How would you respond to the question, “Do you feel like singing?” Would your response be a positive one – “Oh, yes! I have a lot of things to sing about!” – or would your response be a negative one (which so many people are inclined to give) – “What’s there in life to sing about?”
Through reading and meditating upon the Book of Psalms, the Song Book of the Bible, we can be motivated to sing and rejoice. David, the psalmist, wrote most of the 150 Psalms, and he was moved by the Holy Spirit to sing praises to God for many reasons.

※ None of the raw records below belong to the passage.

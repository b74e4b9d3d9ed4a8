//! PNG encoding for assembled RGBA images.
//!
//! Writes a truecolor-with-alpha PNG (color type 6, 8 bits per channel) with a
//! single zlib-compressed IDAT chunk and no scanline filtering.

use std::io::Write;

/// PNG file signature
const SIGNATURE: [u8; 8] = [137, 80, 78, 71, 13, 10, 26, 10];

/// Create an RGBA PNG image.
///
/// # Arguments
/// - `pixels`: RGBA pixel data (4 bytes per pixel, row-major, no padding)
/// - `width`: Image width in pixels
/// - `height`: Image height in pixels
pub fn create_png(pixels: &[u8], width: usize, height: usize) -> Result<Vec<u8>, String> {
    if pixels.len() != width * height * 4 {
        return Err(format!(
            "pixel buffer is {} bytes, expected {} for {}x{}",
            pixels.len(),
            width * height * 4,
            width,
            height
        ));
    }
    if width == 0 || height == 0 || width > u32::MAX as usize || height > u32::MAX as usize {
        return Err(format!("invalid PNG dimensions {}x{}", width, height));
    }

    let mut png = Vec::new();
    png.extend_from_slice(&SIGNATURE);

    // IHDR chunk
    let mut ihdr_data = Vec::with_capacity(13);
    ihdr_data.extend_from_slice(&(width as u32).to_be_bytes());
    ihdr_data.extend_from_slice(&(height as u32).to_be_bytes());
    ihdr_data.push(8); // bit depth
    ihdr_data.push(6); // color type (RGBA)
    ihdr_data.push(0); // compression method
    ihdr_data.push(0); // filter method
    ihdr_data.push(0); // interlace method
    write_chunk(&mut png, b"IHDR", &ihdr_data);

    // IDAT chunk (image data)
    let idat_data = deflate_idat_rgba(pixels, width, height)
        .map_err(|e| format!("IDAT compression failed: {}", e))?;
    write_chunk(&mut png, b"IDAT", &idat_data);

    // IEND chunk
    write_chunk(&mut png, b"IEND", &[]);

    Ok(png)
}

fn write_chunk(png: &mut Vec<u8>, chunk_type: &[u8; 4], data: &[u8]) {
    png.extend_from_slice(&(data.len() as u32).to_be_bytes());
    png.extend_from_slice(chunk_type);
    png.extend_from_slice(data);

    // CRC covers type and data, not length
    let mut hasher = crc32fast::Hasher::new();
    hasher.update(chunk_type);
    hasher.update(data);
    png.extend_from_slice(&hasher.finalize().to_be_bytes());
}

/// Deflate RGBA image data for IDAT chunk.
fn deflate_idat_rgba(pixels: &[u8], width: usize, height: usize) -> std::io::Result<Vec<u8>> {
    let row_bytes = width * 4;
    let mut encoder = flate2::write::ZlibEncoder::new(
        Vec::with_capacity(pixels.len() / 4),
        flate2::Compression::fast(),
    );
    for row in pixels.chunks_exact(row_bytes).take(height) {
        encoder.write_all(&[0])?; // filter type: none
        encoder.write_all(row)?;
    }
    encoder.finish()
}
//! HTTP handlers.

use std::sync::Arc;

use axum::{
    body::Bytes,
    extract::Extension,
    http::{header, HeaderName, StatusCode},
    response::{IntoResponse, Response},
    Json,
};
use mapgen_common::{MapGenError, RenderRequest};
use renderer::png;
use serde_json::json;
use tracing::{debug, instrument, warn};

use crate::state::AppState;

/// Response header carrying the world file of a generated image.
pub static WORLD_FILE_HEADER: HeaderName = HeaderName::from_static("world-file");

/// Error response: status from [`MapGenError::http_status_code`] and a
/// `{ "error": <reason>, "message": <text> }` body.
#[derive(Debug)]
pub struct ApiError(pub MapGenError);

impl From<MapGenError> for ApiError {
    fn from(err: MapGenError) -> Self {
        Self(err)
    }
}

impl IntoResponse for ApiError {
    fn into_response(self) -> Response {
        let status =
            StatusCode::from_u16(self.0.http_status_code()).unwrap_or(StatusCode::INTERNAL_SERVER_ERROR);
        if status.is_server_error() {
            warn!(reason = self.0.reason(), error = %self.0, "Request failed");
        } else {
            debug!(reason = self.0.reason(), error = %self.0, "Request rejected");
        }
        let body = json!({
            "error": self.0.reason(),
            "message": self.0.to_string(),
        });
        (
            status,
            [(header::ACCESS_CONTROL_ALLOW_ORIGIN, "*")],
            Json(body),
        )
            .into_response()
    }
}

// ============================================================================
// Image generation
// ============================================================================

/// POST /generateImage - render a map image
///
/// Body: `{ "options": { center, width, height, zoom, scale, pitch, bearing }, "style": {...} }`.
/// Every field is optional. Responds with a PNG and its `World-File` header.
#[instrument(skip(state, body), fields(body_bytes = body.len()))]
pub async fn generate_image_handler(
    Extension(state): Extension<Arc<AppState>>,
    body: Bytes,
) -> Result<Response, ApiError> {
    // An empty body renders the defaults
    let request: RenderRequest = if body.is_empty() {
        RenderRequest::default()
    } else {
        serde_json::from_slice(&body).map_err(MapGenError::from)?
    };
    let result = state.render(request).await?;

    let world_file = result.world_file.clone();
    let (width, height) = (result.width as usize, result.height as usize);
    let png = tokio::task::spawn_blocking(move || png::create_png(&result.pixels, width, height))
        .await
        .map_err(|e| MapGenError::InternalError(format!("encode task failed: {}", e)))?
        .map_err(MapGenError::EncodeError)?;

    Ok((
        StatusCode::OK,
        [
            (header::CONTENT_TYPE, "image/png".to_string()),
            (header::ACCESS_CONTROL_ALLOW_ORIGIN, "*".to_string()),
            (WORLD_FILE_HEADER.clone(), world_file),
        ],
        png,
    )
        .into_response())
}

// ============================================================================
// Health and metrics
// ============================================================================

/// GET /health - Basic health check
pub async fn health_handler(Extension(state): Extension<Arc<AppState>>) -> impl IntoResponse {
    if state.jobs.is_shutting_down() {
        (StatusCode::SERVICE_UNAVAILABLE, "Shutting down")
    } else {
        (StatusCode::OK, "OK")
    }
}

/// GET /metrics - Prometheus metrics endpoint
pub async fn metrics_handler(Extension(state): Extension<Arc<AppState>>) -> Response {
    match &state.metrics {
        Some(handle) => (
            StatusCode::OK,
            [(header::CONTENT_TYPE, "text/plain; version=0.0.4")],
            handle.render(),
        )
            .into_response(),
        None => (StatusCode::NOT_FOUND, "Metrics recorder not installed").into_response(),
    }
}

/// GET /api/pools - renderer pool and job table statistics
pub async fn pools_handler(Extension(state): Extension<Arc<AppState>>) -> impl IntoResponse {
    let registry = state.jobs.registry();
    Json(json!({
        "active_jobs": state.jobs.active_jobs(),
        "pool_max_instances": registry.config().max_instances,
        "pool_min_instances": registry.config().min_instances,
        "pools": registry.stats(),
    }))
}
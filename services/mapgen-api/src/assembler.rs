//! Image assembly: render every planned tile and place it in the output.
//!
//! Tiles are rendered concurrently, each on its own pooled engine, so the
//! pool size bounds the parallelism. Rendered rasters are written into the
//! output by the assembling task as they arrive; regions never overlap, so
//! arrival order does not matter.

use std::sync::Arc;

use futures::stream::{FuturesUnordered, StreamExt};
use mapgen_common::RenderOptions;
use renderer::{EngineError, OutputImage, RasterError, RasterTile, TileRenderParams, TilingPlan};
use thiserror::Error;
use tokio_util::sync::CancellationToken;
use tracing::debug;

use crate::pool::{PoolError, RendererPool};

/// Why an assembly produced no image.
#[derive(Debug, Error)]
pub enum AssembleError {
    #[error("assembly cancelled")]
    Cancelled,

    #[error(transparent)]
    Pool(#[from] PoolError),

    #[error(transparent)]
    Engine(#[from] EngineError),

    #[error(transparent)]
    Raster(#[from] RasterError),

    #[error("render task failed: {0}")]
    Task(String),
}

/// Render all tiles of `plan` and assemble them.
///
/// `cancel` is checked before acquiring an engine, before each render call,
/// and after each render returns. On the first error or on cancellation the
/// remaining tiles are abandoned and no image is returned; a tile error is
/// reported as itself, never as a cancellation. Engines already
/// checked out are released as their in-progress renders finish.
pub async fn assemble(
    plan: &TilingPlan,
    options: &RenderOptions,
    pool: &Arc<RendererPool>,
    cancel: &CancellationToken,
) -> Result<OutputImage, AssembleError> {
    // Siblings stop as soon as one tile fails.
    let abort = cancel.child_token();
    let _abort_on_exit = abort.clone().drop_guard();

    let mut tasks: FuturesUnordered<_> = plan
        .tiles
        .iter()
        .enumerate()
        .map(|(index, tile)| {
            let params = TileRenderParams::for_tile(options, tile);
            render_tile(index, params, pool, &abort)
        })
        .collect();

    let mut image = OutputImage::for_plan(plan);
    let mut written = 0usize;

    while let Some(result) = tasks.next().await {
        if cancel.is_cancelled() {
            return Err(AssembleError::Cancelled);
        }
        match result {
            // A sibling failed; its error is still on the way.
            Ok(_) if abort.is_cancelled() => continue,
            Err(AssembleError::Cancelled) => continue,
            Ok((index, raster)) => {
                image.write_tile(&plan.tiles[index], &raster)?;
                written += 1;
            }
            Err(e) => return Err(e),
        }
    }

    if cancel.is_cancelled() || abort.is_cancelled() {
        return Err(AssembleError::Cancelled);
    }

    debug!(tiles = written, width = image.width(), height = image.height(), "Assembled image");
    Ok(image)
}

async fn render_tile(
    index: usize,
    params: TileRenderParams,
    pool: &Arc<RendererPool>,
    cancel: &CancellationToken,
) -> Result<(usize, RasterTile), AssembleError> {
    if cancel.is_cancelled() {
        return Err(AssembleError::Cancelled);
    }

    let mut renderer = tokio::select! {
        biased;
        _ = cancel.cancelled() => return Err(AssembleError::Cancelled),
        acquired = pool.acquire() => acquired?,
    };

    let blocking_cancel = cancel.clone();
    let raster = tokio::task::spawn_blocking(move || {
        if blocking_cancel.is_cancelled() {
            return Err(AssembleError::Cancelled);
        }
        let result = renderer.render(&params);
        if result.is_err() {
            // Stop siblings before the engine goes back to a waiting one
            blocking_cancel.cancel();
        }
        // Release before reporting so the engine is back in the pool even
        // when nobody is waiting for this result any more.
        drop(renderer);
        result.map_err(AssembleError::from)
    })
    .await
    .map_err(|e| AssembleError::Task(e.to_string()))??;

    if cancel.is_cancelled() {
        return Err(AssembleError::Cancelled);
    }
    Ok((index, raster))
}
//! One renderer pool per `(style, scale)`.
//!
//! Pinned pools (the default style) are never removed by the idle sweep and
//! keep their minimum standing instances.

use std::collections::HashMap;
use std::sync::{Arc, Mutex, MutexGuard, PoisonError};
use std::time::Duration;

use mapgen_common::StyleDocument;
use renderer::EngineFactory;
use serde::Serialize;
use tracing::{debug, info};

use crate::metrics;
use crate::pool::{PoolConfig, PoolError, PoolStats, RendererPool};

/// Registry key: style digest plus scale.
pub fn pool_key(style: &StyleDocument, scale: f64) -> String {
    format!("{}@{}", style.digest(), scale)
}

/// Result of one eviction sweep.
#[derive(Debug, Clone, Copy, Default, PartialEq, Eq, Serialize)]
pub struct EvictionReport {
    pub instances_evicted: usize,
    pub pools_removed: usize,
}

/// Ages after which the sweep reclaims engines and pools.
#[derive(Debug, Clone, Copy, PartialEq, Eq)]
pub struct EvictionPolicy {
    /// Idle engines above the minimum are destroyed once unused this long
    pub engine_idle: Duration,
    /// Unpinned pools nobody holds are removed once unused this long
    pub pool_idle: Duration,
}

struct RegistryInner {
    pools: HashMap<String, Arc<RendererPool>>,
    /// Pools kept alive across idle sweeps and rebuilt after a discard
    pinned: HashMap<String, (Arc<StyleDocument>, f64)>,
    closed: bool,
}

/// Pools keyed by [`pool_key`], all created from one factory with the same sizing.
pub struct PoolRegistry {
    factory: Arc<dyn EngineFactory>,
    config: PoolConfig,
    inner: Mutex<RegistryInner>,
}

impl PoolRegistry {
    pub fn new(factory: Arc<dyn EngineFactory>, config: PoolConfig) -> Self {
        Self {
            factory,
            config,
            inner: Mutex::new(RegistryInner {
                pools: HashMap::new(),
                pinned: HashMap::new(),
                closed: false,
            }),
        }
    }

    fn lock(&self) -> MutexGuard<'_, RegistryInner> {
        self.inner.lock().unwrap_or_else(PoisonError::into_inner)
    }

    pub fn config(&self) -> PoolConfig {
        self.config
    }

    /// The pool for `(style, scale)`, created on first use.
    ///
    /// Fails with [`PoolError::Drained`] once the registry is shut down.
    pub fn get_or_create(&self, style: &Arc<StyleDocument>, scale: f64) -> Result<Arc<RendererPool>, PoolError> {
        let key = pool_key(style, scale);
        let mut inner = self.lock();
        if inner.closed {
            return Err(PoolError::Drained);
        }
        if let Some(pool) = inner.pools.get(&key) {
            if !pool.is_drained() {
                return Ok(pool.clone());
            }
        }

        debug!(pool = %key, "Creating renderer pool");
        let pool = RendererPool::new(self.factory.clone(), style.clone(), scale, self.config);
        inner.pools.insert(key, pool.clone());
        Ok(pool)
    }

    /// Like [`get_or_create`](Self::get_or_create), and exempt the pool from
    /// idle removal for the life of the registry.
    pub fn pin(&self, style: &Arc<StyleDocument>, scale: f64) -> Result<Arc<RendererPool>, PoolError> {
        let pool = self.get_or_create(style, scale)?;
        self.lock()
            .pinned
            .insert(pool_key(style, scale), (style.clone(), scale));
        Ok(pool)
    }

    /// Current pools for every pinned `(style, scale)`, recreating any that
    /// were discarded. Empty once the registry is closed.
    pub fn pinned_pools(&self) -> Vec<Arc<RendererPool>> {
        let pinned: Vec<(Arc<StyleDocument>, f64)> = self.lock().pinned.values().cloned().collect();
        pinned
            .iter()
            .filter_map(|(style, scale)| self.get_or_create(style, *scale).ok())
            .collect()
    }

    /// Drain `pool` and forget it, so the next request for its style starts
    /// a fresh one. A newer pool under the same key is left alone.
    pub fn discard(&self, pool: &Arc<RendererPool>) {
        let key = pool_key(pool.style(), pool.scale());
        {
            let mut inner = self.lock();
            if inner
                .pools
                .get(&key)
                .map_or(false, |current| Arc::ptr_eq(current, pool))
            {
                inner.pools.remove(&key);
            }
        }
        pool.drain();
        info!(pool = %key, "Discarded faulted renderer pool");
    }

    /// Trim every pool's idle set towards `min_instances`, and drain
    /// unpinned pools that nobody has used for `policy.pool_idle`.
    ///
    /// A pool is only removed while the registry holds its sole reference,
    /// so a job that just looked it up is never handed a drained pool.
    pub fn evict(&self, policy: EvictionPolicy) -> EvictionReport {
        let mut report = EvictionReport::default();

        let removed: Vec<Arc<RendererPool>> = {
            let mut inner = self.lock();
            let stale: Vec<String> = inner
                .pools
                .iter()
                .filter(|(key, pool)| {
                    !inner.pinned.contains_key(*key)
                        && Arc::strong_count(*pool) == 1
                        && pool.idle_for() >= policy.pool_idle
                })
                .map(|(key, _)| key.clone())
                .collect();
            stale
                .iter()
                .filter_map(|key| inner.pools.remove(key))
                .collect()
        };

        let drained: usize = removed.iter().map(|pool| pool.drain()).sum();
        if drained > 0 {
            metrics::record_evictions(drained);
        }
        report.instances_evicted += drained;
        report.pools_removed = removed.len();

        let remaining: Vec<Arc<RendererPool>> = self.lock().pools.values().cloned().collect();
        for pool in remaining {
            report.instances_evicted += pool.evict_idle(self.config.min_instances, policy.engine_idle);
        }

        report
    }

    /// Close the registry and drain every pool.
    pub fn drain_all(&self) -> usize {
        let pools: Vec<Arc<RendererPool>> = {
            let mut inner = self.lock();
            inner.closed = true;
            inner.pools.drain().map(|(_, pool)| pool).collect()
        };
        pools.iter().map(|pool| pool.drain()).sum()
    }

    pub fn len(&self) -> usize {
        self.lock().pools.len()
    }

    pub fn is_empty(&self) -> bool {
        self.len() == 0
    }

    /// Per-pool statistics keyed by [`pool_key`].
    pub fn stats(&self) -> HashMap<String, PoolStats> {
        self.lock()
            .pools
            .iter()
            .map(|(key, pool)| (key.clone(), pool.stats()))
            .collect()
    }
}
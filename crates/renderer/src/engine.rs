//! Map engine boundary.
//!
//! The native map engine is an external capability: expensive to construct
//! (it loads a style), cheap to reuse, and not reentrant. It is modelled as a
//! [`MapEngine`] owned by exactly one caller at a time, produced by an
//! [`EngineFactory`].
//!
//! [`BackgroundEngine`] is a software stand-in that paints the style's
//! background color, so the service runs without a native binding.

use mapgen_common::{LngLat, RenderOptions, StyleDocument};
use thiserror::Error;
use tiny_skia::{Color, Pixmap};

use crate::planner::PlannedTile;
use crate::raster::RasterTile;

/// Errors reported by an engine.
#[derive(Debug, Clone, Error, PartialEq, Eq)]
pub enum EngineError {
    /// The engine could not be constructed (bad style, missing resources).
    #[error("engine initialization failed: {0}")]
    Init(String),

    /// One render call failed. The engine stays usable.
    #[error("render failed: {0}")]
    Render(String),

    /// The engine is in an unrecoverable state. Instances of the same pool
    /// should not be trusted any more.
    #[error("engine fault: {0}")]
    Fatal(String),
}

/// Parameters of one engine render call.
#[derive(Debug, Clone, Copy, PartialEq)]
pub struct TileRenderParams {
    pub center: LngLat,
    /// Logical width in pixels
    pub width: u32,
    /// Logical height in pixels
    pub height: u32,
    pub zoom: f64,
    pub pitch: f64,
    pub bearing: f64,
    pub scale: f64,
}

impl TileRenderParams {
    /// Request options with the tile's own center and size.
    pub fn for_tile(options: &RenderOptions, tile: &PlannedTile) -> Self {
        Self {
            center: tile.center,
            width: tile.logical_width,
            height: tile.logical_height,
            zoom: options.zoom,
            pitch: options.pitch,
            bearing: options.bearing,
            scale: options.scale,
        }
    }

    /// Size of the raster the engine returns, `floor(logical * scale)`.
    pub fn physical_size(&self) -> (u32, u32) {
        (
            (self.width as f64 * self.scale).floor() as u32,
            (self.height as f64 * self.scale).floor() as u32,
        )
    }
}

/// One loaded engine instance.
pub trait MapEngine: Send {
    /// Render one tile. Blocks the calling thread.
    fn render(&mut self, params: &TileRenderParams) -> Result<RasterTile, EngineError>;
}

/// Constructs and destroys engine instances.
pub trait EngineFactory: Send + Sync {
    /// Load `style` into a new engine rendering at `scale`. Blocks, often for seconds.
    fn create(&self, style: &StyleDocument, scale: f64) -> Result<Box<dyn MapEngine>, EngineError>;

    /// Free an engine's native resources.
    fn destroy(&self, engine: Box<dyn MapEngine>) {
        drop(engine);
    }
}

/// Software engine painting the style's `background` layer color.
pub struct BackgroundEngine {
    color: Color,
}

impl BackgroundEngine {
    pub fn new(style: &StyleDocument) -> Result<Self, EngineError> {
        let color = background_color(style)?;
        Ok(Self { color })
    }
}

impl MapEngine for BackgroundEngine {
    fn render(&mut self, params: &TileRenderParams) -> Result<RasterTile, EngineError> {
        let (width, height) = params.physical_size();
        let mut pixmap = Pixmap::new(width, height).ok_or_else(|| {
            EngineError::Render(format!("cannot allocate {}x{} tile", width, height))
        })?;
        pixmap.fill(self.color);

        let mut data = Vec::with_capacity(width as usize * height as usize * 4);
        for pixel in pixmap.pixels() {
            let c = pixel.demultiply();
            data.extend_from_slice(&[c.red(), c.green(), c.blue(), c.alpha()]);
        }
        RasterTile::new(data, width, height).map_err(|e| EngineError::Render(e.to_string()))
    }
}

/// Factory for [`BackgroundEngine`].
#[derive(Debug, Default, Clone, Copy)]
pub struct BackgroundEngineFactory;

impl EngineFactory for BackgroundEngineFactory {
    fn create(&self, style: &StyleDocument, _scale: f64) -> Result<Box<dyn MapEngine>, EngineError> {
        Ok(Box::new(BackgroundEngine::new(style)?))
    }
}

/// Read `paint.background-color` of the first background layer. A style
/// without one renders white.
fn background_color(style: &StyleDocument) -> Result<Color, EngineError> {
    let layers = match style.as_value().get("layers") {
        Some(serde_json::Value::Array(layers)) => layers,
        Some(_) => return Err(EngineError::Init("style 'layers' must be an array".to_string())),
        None => return Err(EngineError::Init("style has no 'layers'".to_string())),
    };

    let value = layers
        .iter()
        .find(|layer| layer.get("type").and_then(|t| t.as_str()) == Some("background"))
        .and_then(|layer| layer.get("paint"))
        .and_then(|paint| paint.get("background-color"))
        .and_then(|c| c.as_str());

    match value {
        Some(text) => {
            let [r, g, b, a] = parse_color(text)
                .ok_or_else(|| EngineError::Init(format!("unsupported color '{}'", text)))?;
            Ok(Color::from_rgba8(r, g, b, a))
        }
        None => Ok(Color::WHITE),
    }
}

/// Parse `#rgb`, `#rrggbb`, `#rrggbbaa`, `rgb(r, g, b)` or `rgba(r, g, b, a)`.
pub fn parse_color(text: &str) -> Option<[u8; 4]> {
    let text = text.trim();
    if let Some(hex) = text.strip_prefix('#') {
        if !hex.is_ascii() {
            return None;
        }
        let digit = |i: usize| u8::from_str_radix(&hex[i..i + 1], 16).ok();
        let byte = |i: usize| u8::from_str_radix(&hex[i..i + 2], 16).ok();
        return match hex.len() {
            3 => Some([digit(0)? * 17, digit(1)? * 17, digit(2)? * 17, 255]),
            6 => Some([byte(0)?, byte(2)?, byte(4)?, 255]),
            8 => Some([byte(0)?, byte(2)?, byte(4)?, byte(6)?]),
            _ => None,
        };
    }

    let (body, has_alpha) = if let Some(rest) = text.strip_prefix("rgba(") {
        (rest.strip_suffix(')')?, true)
    } else if let Some(rest) = text.strip_prefix("rgb(") {
        (rest.strip_suffix(')')?, false)
    } else {
        return None;
    };

    let parts: Vec<&str> = body.split(',').map(str::trim).collect();
    match (parts.len(), has_alpha) {
        (3, false) | (4, true) => {}
        _ => return None,
    }
    let channel = |s: &str| s.parse::<f64>().ok().map(|v| v.clamp(0.0, 255.0).round() as u8);
    let alpha = if has_alpha {
        let a: f64 = parts[3].parse().ok()?;
        (a.clamp(0.0, 1.0) * 255.0).round() as u8
    } else {
        255
    };
    Some([channel(parts[0])?, channel(parts[1])?, channel(parts[2])?, alpha])
}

Oh, David could have reacted to life’s situations by complaining constantly, as many people do today. He had many difficulties and problems. He had occupational problems as the king of the children of Israel. There were those who envied and hated him. His son, Absalom, was an agitator and rabble-rouser, of which we have many today. He told the people that they would not have to work so hard and that they would have a better life if they would follow him rather than his father David. Absalom talked like many politicians today, who try to persuade people to vote for them with promises of government handouts for which they need not work. Basically, they lie to the public.
David also had marriage and family problems, many of his own making. For a time, he even lost his faith and trust in God.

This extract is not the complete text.